Quality Control for Radiology Report Generation Models via Auxiliary Auditing Components
This addresses the challenge of deploying automated radiology report generation in clinical practice by improving reliability assessment, though it appears incremental as it builds on existing disease-classifier methods.
The paper tackles the problem of ensuring clinical accuracy in AI-generated radiology reports by proposing a quality control framework using auxiliary auditing components, which identifies more reliable reports and achieves higher F1 scores compared to unfiltered reports.

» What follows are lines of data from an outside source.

//! Server-side HTTP sessions.
//!
//! Sessions live in memory, keyed by an opaque random id carried in the
//! `rememberme_session` cookie. They expire after an idle timeout. Every
//! lifecycle transition is reported to the registered [`SessionListener`]s.

pub mod listener;

use base64ct::{Base64UrlUnpadded, Encoding};
use rand::{rngs::OsRng, RngCore};
use std::collections::HashMap;
use std::sync::Arc;
use tokio::sync::Mutex;

use crate::remember_me::token::now_unix;
use crate::users::Principal;

pub use listener::{SessionEvent, SessionListener, TracingSessionListener};

pub const SESSION_COOKIE_NAME: &str = "rememberme_session";

const SESSION_ID_BYTES: usize = 32;
const DEFAULT_SESSION_TTL_SECONDS: i64 = 30 * 60;

#[derive(Clone, Debug)]
pub struct SessionConfig {
    idle_timeout_seconds: i64,
    cookie_secure: bool,
}

impl Default for SessionConfig {
    fn default() -> Self {
        Self::new()
    }
}

impl SessionConfig {
    #[must_use]
    pub fn new() -> Self {
        Self {
            idle_timeout_seconds: DEFAULT_SESSION_TTL_SECONDS,
            cookie_secure: true,
        }
    }

    #[must_use]
    pub fn with_idle_timeout_seconds(mut self, seconds: i64) -> Self {
        self.idle_timeout_seconds = seconds;
        self
    }

    #[must_use]
    pub fn with_cookie_secure(mut self, secure: bool) -> Self {
        self.cookie_secure = secure;
        self
    }

    #[must_use]
    pub fn idle_timeout_seconds(&self) -> i64 {
        self.idle_timeout_seconds
    }

    #[must_use]
    pub fn cookie_secure(&self) -> bool {
        self.cookie_secure
    }
}

#[derive(Clone, Debug)]
pub struct Session {
    pub id: String,
    pub principal: Principal,
    pub created_at_unix: i64,
    pub last_accessed_unix: i64,
}

impl Session {
    fn is_expired(&self, now_unix: i64, idle_timeout_seconds: i64) -> bool {
        self.last_accessed_unix.saturating_add(idle_timeout_seconds) < now_unix
    }
}

pub struct SessionStore {
    sessions: Mutex<HashMap<String, Session>>,
    listeners: Vec<Arc<dyn SessionListener>>,
    config: SessionConfig,
}

impl SessionStore {
    #[must_use]
    pub fn new(config: SessionConfig) -> Self {
        Self {
            sessions: Mutex::new(HashMap::new()),
            listeners: Vec::new(),
            config,
        }
    }

    #[must_use]
    pub fn with_listener(mut self, listener: Arc<dyn SessionListener>) -> Self {
        self.listeners.push(listener);
        self
    }

    #[must_use]
    pub fn config(&self) -> &SessionConfig {
        &self.config
    }

    /// Open a session for an authenticated principal.
    ///
    /// # Errors
    ///
    /// Returns an error if the OS random source fails.
    pub async fn create(&self, principal: Principal) -> Result<Session, rand::Error> {
        let id = generate_session_id()?;
        let now = now_unix();
        let session = Session {
            id: id.clone(),
            principal,
            created_at_unix: now,
            last_accessed_unix: now,
        };
        self.sessions.lock().await.insert(id, session.clone());
        self.notify(&SessionEvent::Created {
            session_id: &session.id,
            username: &session.principal.username,
        });
        Ok(session)
    }

    /// Look up a live session and refresh its idle timer.
    pub async fn get(&self, id: &str) -> Option<Session> {
        let now = now_unix();
        let mut sessions = self.sessions.lock().await;
        let session = sessions.get_mut(id)?;
        if !session.is_expired(now, self.config.idle_timeout_seconds) {
            session.last_accessed_unix = now;
            return Some(session.clone());
        }
        let expired = sessions.remove(id);
        drop(sessions);

        if let Some(session) = expired {
            self.notify(&SessionEvent::Expired {
                session_id: &session.id,
                username: &session.principal.username,
            });
        }
        None
    }

    /// Remove a session; returns whether one existed.
    pub async fn destroy(&self, id: &str) -> bool {
        let removed = self.sessions.lock().await.remove(id);
        match removed {
            Some(session) => {
                self.notify(&SessionEvent::Destroyed {
                    session_id: &session.id,
                    username: &session.principal.username,
                });
                true
            }
            None => false,
        }
    }

    /// Move a session to a fresh id, e.g. after a privilege change.
    ///
    /// # Errors
    ///
    /// Returns an error if the OS random source fails.
    pub async fn change_id(&self, id: &str) -> Result<Option<Session>, rand::Error> {
        self.rotate(id, None).await
    }

    /// Move a live session to a fresh id and bind it to `principal`. Used on
    /// login so an id known before authentication never carries the login.
    /// Returns `None` if `id` is unknown or idle past its timeout.
    ///
    /// # Errors
    ///
    /// Returns an error if the OS random source fails.
    pub async fn renew(
        &self,
        id: &str,
        principal: Principal,
    ) -> Result<Option<Session>, rand::Error> {
        self.rotate(id, Some(principal)).await
    }

    async fn rotate(
        &self,
        id: &str,
        principal: Option<Principal>,
    ) -> Result<Option<Session>, rand::Error> {
        let new_id = generate_session_id()?;
        let now = now_unix();
        let mut sessions = self.sessions.lock().await;
        let Some(mut session) = sessions.remove(id) else {
            return Ok(None);
        };
        if session.is_expired(now, self.config.idle_timeout_seconds) {
            drop(sessions);
            self.notify(&SessionEvent::Expired {
                session_id: &session.id,
                username: &session.principal.username,
            });
            return Ok(None);
        }
        session.id = new_id.clone();
        session.last_accessed_unix = now;
        if let Some(principal) = principal {
            session.principal = principal;
        }
        sessions.insert(new_id, session.clone());
        drop(sessions);

        self.notify(&SessionEvent::IdChanged {
            old_id: id,
            new_id: &session.id,
            username: &session.principal.username,
        });
        Ok(Some(session))
    }

    /// Drop idle sessions; returns how many were removed.
    pub async fn purge_expired(&self) -> usize {
        let now = now_unix();
        let timeout = self.config.idle_timeout_seconds;
        let expired: Vec<Session> = {
            let mut sessions = self.sessions.lock().await;
            let ids: Vec<String> = sessions
                .values()
                .filter(|session| session.is_expired(now, timeout))
                .map(|session| session.id.clone())
                .collect();
            ids.iter().filter_map(|id| sessions.remove(id)).collect()
        };

        for session in &expired {
            self.notify(&SessionEvent::Expired {
                session_id: &session.id,
                username: &session.principal.username,
            });
        }
        expired.len()
    }

    pub async fn len(&self) -> usize {
        self.sessions.lock().await.len()
    }

    pub async fn is_empty(&self) -> bool {
        self.sessions.lock().await.is_empty()
    }

    fn notify(&self, event: &SessionEvent<'_>) {
        for listener in &self.listeners {
            listener.on_event(event);
        }
    }

    #[cfg(test)]
    async fn backdate(&self, id: &str, seconds: i64) {
        if let Some(session) = self.sessions.lock().await.get_mut(id) {
            session.last_accessed_unix -= seconds;
        }
    }
}

fn generate_session_id() -> Result<String, rand::Error> {
    let mut bytes = [0u8; SESSION_ID_BYTES];
    OsRng.try_fill_bytes(&mut bytes)?;
    Ok(Base64UrlUnpadded::encode_string(&bytes))
}

#[cfg(test)]
mod tests {
    use super::*;
    use std::sync::Mutex as StdMutex;
    use uuid::Uuid;

    #[derive(Default)]
    struct RecordingListener {
        events: StdMutex<Vec<String>>,
    }

    impl RecordingListener {
        fn events(&self) -> Vec<String> {
            self.events.lock().unwrap().clone()
        }
    }

    impl SessionListener for RecordingListener {
        fn on_event(&self, event: &SessionEvent<'_>) {
            let label = match event {
                SessionEvent::Created { username, .. } => format!("created:{username}"),
                SessionEvent::Destroyed { username, .. } => format!("destroyed:{username}"),
                SessionEvent::IdChanged { username, .. } => format!("id_changed:{username}"),
                SessionEvent::Expired { username, .. } => format!("expired:{username}"),
            };
            self.events.lock().unwrap().push(label);
        }
    }

    fn principal(name: &str) -> Principal {
        Principal {
            user_id: Uuid::new_v4(),
            username: name.to_string(),
            roles: Vec::new(),
            enabled: true,
        }
    }

    fn store_with(listener: &Arc<RecordingListener>, ttl: i64) -> SessionStore {
        SessionStore::new(SessionConfig::new().with_idle_timeout_seconds(ttl))
            .with_listener(listener.clone())
    }

    #[tokio::test]
    async fn create_get_destroy() {
        let listener = Arc::new(RecordingListener::default());
        let store = store_with(&listener, 60);

        let session = store.create(principal("alice")).await.unwrap();
        let loaded = store.get(&session.id).await.unwrap();
        assert_eq!(loaded.principal.username, "alice");

        assert!(store.destroy(&session.id).await);
        assert!(!store.destroy(&session.id).await);
        assert!(store.get(&session.id).await.is_none());
        assert_eq!(listener.events(), vec!["created:alice", "destroyed:alice"]);
    }

    #[tokio::test]
    async fn change_id_moves_session() {
        let listener = Arc::new(RecordingListener::default());
        let store = store_with(&listener, 60);

        let session = store.create(principal("bob")).await.unwrap();
        let moved = store.change_id(&session.id).await.unwrap().unwrap();
        assert_ne!(moved.id, session.id);
        assert!(store.get(&session.id).await.is_none());
        assert!(store.get(&moved.id).await.is_some());
        assert!(store.change_id("missing").await.unwrap().is_none());
        assert_eq!(listener.events(), vec!["created:bob", "id_changed:bob"]);
    }

    #[tokio::test]
    async fn renew_rebinds_principal() {
        let listener = Arc::new(RecordingListener::default());
        let store = store_with(&listener, 60);

        let session = store.create(principal("bob")).await.unwrap();
        let renewed = store
            .renew(&session.id, principal("alice"))
            .await
            .unwrap()
            .unwrap();
        assert_ne!(renewed.id, session.id);
        assert_eq!(renewed.created_at_unix, session.created_at_unix);
        let loaded = store.get(&renewed.id).await.unwrap();
        assert_eq!(loaded.principal.username, "alice");
        assert_eq!(store.len().await, 1);
        assert_eq!(listener.events(), vec!["created:bob", "id_changed:alice"]);
    }

    #[tokio::test]
    async fn renew_skips_idle_sessions() {
        let listener = Arc::new(RecordingListener::default());
        let store = store_with(&listener, 60);

        let session = store.create(principal("frank")).await.unwrap();
        store.backdate(&session.id, 120).await;

        assert!(store
            .renew(&session.id, principal("frank"))
            .await
            .unwrap()
            .is_none());
        assert!(store.is_empty().await);
        assert_eq!(listener.events(), vec!["created:frank", "expired:frank"]);
    }

    #[tokio::test]
    async fn idle_sessions_expire_on_access() {
        let listener = Arc::new(RecordingListener::default());
        let store = store_with(&listener, 60);

        let session = store.create(principal("carol")).await.unwrap();
        store.backdate(&session.id, 120).await;

        assert!(store.get(&session.id).await.is_none());
        assert!(store.is_empty().await);
        assert_eq!(listener.events(), vec!["created:carol", "expired:carol"]);
    }

    #[tokio::test]
    async fn purge_removes_only_idle_sessions() {
        let listener = Arc::new(RecordingListener::default());
        let store = store_with(&listener, 60);

        let stale = store.create(principal("dave")).await.unwrap();
        store.create(principal("erin")).await.unwrap();
        store.backdate(&stale.id, 120).await;

        assert_eq!(store.purge_expired().await, 1);
        assert_eq!(store.len().await, 1);
        assert!(listener.events().contains(&"expired:dave".to_string()));
    }

    #[test]
    fn session_ids_are_unique_and_url_safe() {
        let first = generate_session_id().unwrap();
        let second = generate_session_id().unwrap();
        assert_ne!(first, second);
        assert_eq!(first.len(), 43);
        assert!(first
            .chars()
            .all(|c| c.is_ascii_alphanumeric() || c == '-' || c == '_'));
    }
}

Automation of medical image interpretation could alleviate bottlenecks in diagnostic workflows, and has become of particular interest in recent years due to advancements in natural language processing. Great strides have been made towards automated radiology report generation via AI, yet ensuring clinical accuracy in generated reports is a significant challenge, hindering deployment of such methods in clinical practice. In this work we propose a quality control framework for assessing the reliability of AI-generated radiology reports with respect to semantics of diagnostic importance using modular auxiliary auditing components (AC). Evaluating our pipeline on the MIMIC-CXR dataset, our findings show that incorporating ACs in the form of disease-classifiers can enable auditing that identifies more reliable reports, resulting in higher F1 scores compared to unfiltered generated reports. Additionally, leveraging the confidence of the AC labels further improves the audit's effectiveness.